We also tested the joint effects of abdominal adiposity (as measured via WC and WtHR) and overall body adiposity (as measured via BMI). Some studies have suggested that joint indicators have a greater risk of health event outcomes [32, 33]. Other studies have suggested that substantial heterogeneity in the associations between obesity measures and diseases, gender, age and ethnic groups have different optimal indicators [34,35,36]. Our study found that the highest risk was observed in participants with overweight statuses combined with abdominal obesity in both the male and female subgroups. Although we observed that in the female subgroup, being overweight alone was associated with a higher risk of HDC than abdominal obesity alone, in the male subgroup, the risk of HDC was similar between being overweight alone and central obesity alone. Although a previous study suggested that there were significant correlations between BMI and WC, between BMI and WtHR and between WC and WtHR, BMI, WC and WtHR indices can be moderately and interchangeably used with caution [37]. Therefore, the concurrent determination of abdominal obesity and overall obesity may be beneficial for the accurate determination of future HDC risks.

There were several advantages of our study.
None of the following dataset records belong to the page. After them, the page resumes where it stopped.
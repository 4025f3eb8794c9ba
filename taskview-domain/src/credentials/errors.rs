use std::path::PathBuf;
use taskview_core::error::CoreError;
use thiserror::Error;

use crate::error::TaskViewError;

#[derive(Debug, Error)]
pub enum CredentialError {
    #[error("Credential file {path:?} is not a JSON object of strings: {message}")]
    Corrupt { path: PathBuf, message: String },

    #[error("Credential storage failed: {0}")]
    Storage(#[from] CoreError),
}

impl From<CredentialError> for TaskViewError {
    fn from(err: CredentialError) -> Self {
        TaskViewError::Credential(err.to_string())
    }
}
First, to the best of our knowledge, our study was the first retrospective cohort study to explore the associations between anthropometric indicators of obesity and HDC among older people with a large-scale health check in central China, and the sample size and statistical power were adequate. It is of practical significance to improve upon the relevant research. Second, standardized measurements were used in this study, and an annual health examination dataset was used to avoid discrepancies between participants’ self-reports and the actual situation. Third, we also conducted sensitivity analysis to assess the robustness of the association between the three indicators and the incidence of HDC risk.

However, some limitations of this study should be noted. First, the subjects of this study were primarily elderly people in Xinzheng, Henan Province, Central China, which limits the universality of this study; therefore, we could not compare the relationship between obesity and HDC in other age groups or the predictive ability of these indicators for HDC. Second, we adjusted for major confounders in the analysis, but some potential factors may exist that we did not adjust for, including unmeasured factors such as genetic factors and diet. Third, due to the fact that our study sample limits the generality of our results, the dose–response association should be cautiously considered. In the future, more studies may be needed to analyze the dose–response relationship between obesity indicators and HDC to further verify this result and to improve upon the accuracy of our study.

Conclusions

Overall, this study found that increased BMI, WC and WtHR were associated with an increased risk of HDC. The same results were found in the sex subgroup analysis. Moreover, there was an additive interaction between general body adiposity (as measured via BMI) and central obesity (as measured via WC and WtHR) for HDC. The concurrent determination of abdominal obesity and overall obesity may be beneficial for the accurate determination of future HDC risk. Therefore, the reasonable control of BMI, WC and WtHR may be an effective measure to prevent HDC among elderly individuals.